Data extract →
-- Opening Marker --

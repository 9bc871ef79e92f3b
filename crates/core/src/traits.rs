//! State machine traits.

use crate::{Action, Event};
use std::time::Duration;

/// A deterministic, synchronous state machine.
///
/// Implementations must not perform I/O. Given the same state and the same
/// event sequence (with the same `set_time` calls) they must produce the same
/// actions.
pub trait StateMachine {
    /// Process one event and return the actions the runner should perform.
    fn handle(&mut self, event: Event) -> Vec<Action>;

    /// Advance the logical clock. Called by the runner before each `handle`.
    fn set_time(&mut self, now: Duration);

    /// Current logical time.
    fn now(&self) -> Duration;
}
//! Committed-seal verification.

use favo_types::{vote_message, Address, Extra, Header, ValidatorSet, VoteKind};
use std::collections::HashSet;
use thiserror::Error;

/// A finalized header whose seals do not prove a commit quorum.
#[derive(Debug, Clone, PartialEq, Eq, Error)]
pub enum SealError {
    #[error("seal from non-member {0}")]
    NotMember(Address),

    #[error("duplicate seal from {0}")]
    Duplicate(Address),

    #[error("invalid seal signature from {0}")]
    InvalidSignature(Address),

    #[error("sealing power {power} of {total} is not a quorum")]
    InsufficientPower { power: u64, total: u64 },
}

/// Check that `extra` (decoded from `header`) carries commit seals from a
/// quorum of `set` over `(number, round, hash)`.
pub fn verify_committed_seals(
    header: &Header,
    extra: &Extra,
    set: &ValidatorSet,
) -> Result<(), SealError> {
    let message = vote_message(VoteKind::Commit, header.number, extra.round, &header.hash);
    let mut seen = HashSet::with_capacity(extra.committed_seals.len());
    let mut power = 0u64;

    for seal in &extra.committed_seals {
        let validator = set
            .get(&seal.signer)
            .ok_or(SealError::NotMember(seal.signer))?;
        if !seen.insert(seal.signer) {
            return Err(SealError::Duplicate(seal.signer));
        }
        validator
            .public_key
            .verify(&message, &seal.signature)
            .map_err(|_| SealError::InvalidSignature(seal.signer))?;
        power += validator.voting_power;
    }

    if !set.has_quorum(power) {
        return Err(SealError::InsufficientPower {
            power,
            total: set.total_voting_power(),
        });
    }
    Ok(())
}
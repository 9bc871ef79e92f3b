//! Period and epoch boundary evaluation.
//!
//! A period (sprint) ends at every block number divisible by the period size.
//! An epoch ends at a block that changes validator membership, or whose
//! successor carries a different epoch number. Epoch ends are a subset of
//! period ends.

use crate::accessor::{AccessorError, ChainAccessor};
use favo_types::{BlockNumber, Extra};

/// Whether `block_number` closes a period of `period_size` blocks.
///
/// `period_size` must be at least 1; configuration validation rejects zero.
pub fn is_end_of_period(block_number: BlockNumber, period_size: u64) -> bool {
    debug_assert!(period_size >= 1, "period_size must be validated by config");
    block_number.checked_rem(period_size) == Some(0)
}

/// Whether `block_number` (with decoded `extra`) closes its epoch.
///
/// Returns `Err(NoBlock)` when the answer depends on a successor that does
/// not exist yet. Every other error is returned unchanged; none of them
/// means "not an epoch end".
pub fn is_epoch_ending_block(
    block_number: BlockNumber,
    extra: &Extra,
    accessor: &ChainAccessor,
) -> Result<bool, AccessorError> {
    if !extra.validators.is_empty() {
        return Ok(true);
    }
    // No successor can exist past the last representable number.
    let successor = block_number
        .checked_add(1)
        .ok_or(AccessorError::NoBlock(block_number))?;
    let (_, next) = accessor.get_block_data(successor)?;
    Ok(next.checkpoint.epoch_number != extra.checkpoint.epoch_number)
}

/// Decide whether a stored block closes its epoch, resolving the chain-tip case.
///
/// Genesis never closes an epoch. When the successor does not exist yet, the
/// block closes the epoch iff it ends a scheduled epoch of `epoch_size`
/// blocks; the proposer of the successor applies the same rule, so both
/// answers agree once the successor is stored.
pub fn resolve_epoch_end(
    block_number: BlockNumber,
    extra: &Extra,
    accessor: &ChainAccessor,
    epoch_size: u64,
) -> Result<bool, AccessorError> {
    if block_number == 0 {
        return Ok(false);
    }
    match is_epoch_ending_block(block_number, extra, accessor) {
        Err(AccessorError::NoBlock(_)) => Ok(is_end_of_period(block_number, epoch_size)),
        other => other,
    }
}
#[cfg(test)]
mod tests {
    use super::*;
    use crate::accessor::ManualClock;
    use crate::storage::BlockchainBackend;
    use favo_types::test_utils::{test_validator, test_validator_set};
    use favo_types::{Block, Checkpoint};
    use std::sync::atomic::{AtomicU32, Ordering};
    use std::time::Duration;

    fn manager(n: u8) -> (ValidatorSetManager, Arc<InMemorySnapshotStore>) {
        let (_, set) = test_validator_set(n);
        let store = Arc::new(InMemorySnapshotStore::new());
        (
            ValidatorSetManager::new(set, Hash::from_bytes(b"genesis"), store.clone()),
            store,
        )
    }

    fn boundary_extra(epoch: EpochNumber, delta: ValidatorSetDelta) -> Extra {
        Extra::new(
            delta,
            Checkpoint {
                epoch_number: epoch,
                ..Default::default()
            },
        )
    }

    /// Serves only genesis, hidden from the first `misses` lookups.
    struct SlowGenesis {
        header: Header,
        misses: u32,
        calls: AtomicU32,
    }

    impl BlockchainBackend for SlowGenesis {
        fn header_by_number(&self, number: BlockNumber) -> Option<Header> {
            let call = self.calls.fetch_add(1, Ordering::SeqCst);
            (number == 0 && call >= self.misses).then(|| self.header.clone())
        }

        fn latest_number(&self) -> Option<BlockNumber> {
            Some(0)
        }
    }

    fn slow_genesis(misses: u32) -> Arc<SlowGenesis> {
        Arc::new(SlowGenesis {
            header: Block::genesis(0, &Extra::default()).header,
            misses,
            calls: AtomicU32::new(0),
        })
    }

    #[test]
    fn test_restore_retries_lagging_backend() {
        let (m, _) = manager(4);
        let clock = Arc::new(ManualClock::new());
        let retry = RetryPolicy {
            max_attempts: 3,
            delay: Duration::from_millis(10),
        };
        let accessor = ChainAccessor::new(slow_genesis(2), retry).with_clock(clock.clone());
        assert_eq!(m.restore_from_chain(&accessor, 4).unwrap(), 0);
        assert_eq!(clock.sleeps().len(), 2);

        let (m, _) = manager(4);
        let accessor = ChainAccessor::new(slow_genesis(2), RetryPolicy::single_attempt());
        assert_eq!(
            m.restore_from_chain(&accessor, 4).unwrap_err(),
            RestoreError::Accessor(AccessorError::NoBlock(0))
        );
    }

    #[test]
    fn test_genesis_snapshot_persisted() {
        let (m, store) = manager(4);
        assert_eq!(m.current_epoch(), 0);
        assert_eq!(store.get(0).unwrap().validators.len(), 4);
        assert_eq!(m.epoch_start().0, 0);
    }

    #[test]
    fn test_apply_boundary_adds_and_bumps_epoch() {
        let (m, store) = manager(4);
        let joiner = test_validator(9, 3);
        let extra = boundary_extra(
            0,
            ValidatorSetDelta {
                added: vec![joiner.clone()],
                removed: vec![],
            },
        );
        m.apply_boundary(4, Hash::from_bytes(b"b4"), &extra).unwrap();

        assert_eq!(m.current_epoch(), 1);
        assert!(m.current_set().contains(&joiner.address));
        assert_eq!(m.current_set().total_voting_power(), 7);
        assert_eq!(m.epoch_start(), (4, Hash::from_bytes(b"b4")));
        assert_eq!(store.get(1).unwrap().validators, m.current_set());
        assert_eq!(store.latest().unwrap().epoch, 1);
    }

    #[test]
    fn test_duplicate_application_leaves_set_unchanged() {
        let (m, _) = manager(4);
        let leaver = test_validator(2, 1).address;
        let extra = boundary_extra(
            0,
            ValidatorSetDelta {
                added: vec![],
                removed: vec![leaver],
            },
        );
        m.apply_boundary(4, Hash::ZERO, &extra).unwrap();
        let after_first = m.current_set();

        let err = m.apply_boundary(4, Hash::ZERO, &extra).unwrap_err();
        assert_eq!(
            err,
            ValidatorSetError::DuplicateApplication {
                block_number: 4,
                last_applied: 4
            }
        );
        assert_eq!(m.current_set(), after_first);
        assert_eq!(m.current_epoch(), 1);
    }

    #[test]
    fn test_removal_of_unknown_validator_underflows() {
        let (m, _) = manager(4);
        let stranger = test_validator(77, 1).address;
        let extra = boundary_extra(
            0,
            ValidatorSetDelta {
                added: vec![],
                removed: vec![stranger],
            },
        );
        assert_eq!(
            m.apply_boundary(4, Hash::ZERO, &extra),
            Err(ValidatorSetError::SetUnderflow {
                block_number: 4,
                address: stranger
            })
        );
        assert_eq!(m.current_epoch(), 0);
        assert_eq!(m.current_set().len(), 4);
        assert_eq!(m.last_applied(), None);
    }

    #[test]
    fn test_empty_set_rejected() {
        let (m, _) = manager(1);
        let only = test_validator(1, 1).address;
        let extra = boundary_extra(
            0,
            ValidatorSetDelta {
                added: vec![],
                removed: vec![only],
            },
        );
        assert_eq!(
            m.apply_boundary(4, Hash::ZERO, &extra),
            Err(ValidatorSetError::EmptySet { block_number: 4 })
        );
    }

    #[test]
    fn test_epoch_mismatch_rejected() {
        let (m, _) = manager(4);
        let extra = boundary_extra(3, ValidatorSetDelta::default());
        assert!(matches!(
            m.apply_boundary(4, Hash::ZERO, &extra),
            Err(ValidatorSetError::EpochMismatch { expected: 0, .. })
        ));
    }

    #[test]
    fn test_empty_delta_rolls_epoch_only() {
        let (m, _) = manager(4);
        let before = m.current_set();
        m.apply_boundary(8, Hash::ZERO, &boundary_extra(0, Default::default()))
            .unwrap();
        assert_eq!(m.current_epoch(), 1);
        assert_eq!(*m.current_set(), *before);
    }

    #[test]
    fn test_queue_delta_validates_and_clears_on_apply() {
        let (m, _) = manager(4);
        let joiner = test_validator(9, 1);
        let bad = ValidatorSetDelta {
            added: vec![],
            removed: vec![test_validator(50, 1).address],
        };
        assert!(matches!(
            m.queue_delta(bad),
            Err(ValidatorSetError::SetUnderflow { .. })
        ));
        assert!(m.pending_delta().is_empty());

        let join = ValidatorSetDelta {
            added: vec![joiner],
            removed: vec![],
        };
        m.queue_delta(join.clone()).unwrap();
        assert_eq!(m.pending_delta(), join);

        m.apply_boundary(4, Hash::ZERO, &boundary_extra(0, join))
            .unwrap();
        assert!(m.pending_delta().is_empty());
    }

    #[test]
    fn test_concurrent_readers_see_whole_sets() {
        let (m, _) = manager(4);
        let m = Arc::new(m);
        let reader = {
            let m = Arc::clone(&m);
            std::thread::spawn(move || {
                for _ in 0..1_000 {
                    let set = m.current_set();
                    // Either before (4) or after (5) the boundary, never in between.
                    assert!(set.len() == 4 || set.len() == 5);
                }
            })
        };
        let extra = boundary_extra(
            0,
            ValidatorSetDelta {
                added: vec![test_validator(9, 1)],
                removed: vec![],
            },
        );
        m.apply_boundary(4, Hash::ZERO, &extra).unwrap();
        reader.join().unwrap();
    }
}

-- Closing Marker --

Required work → Identify the lines in the entries that hold "seen" and return each one.

Answer to the problem →
    let mut seen = HashSet::with_capacity(extra.committed_seals.len());
        if !seen.insert(seal.signer) {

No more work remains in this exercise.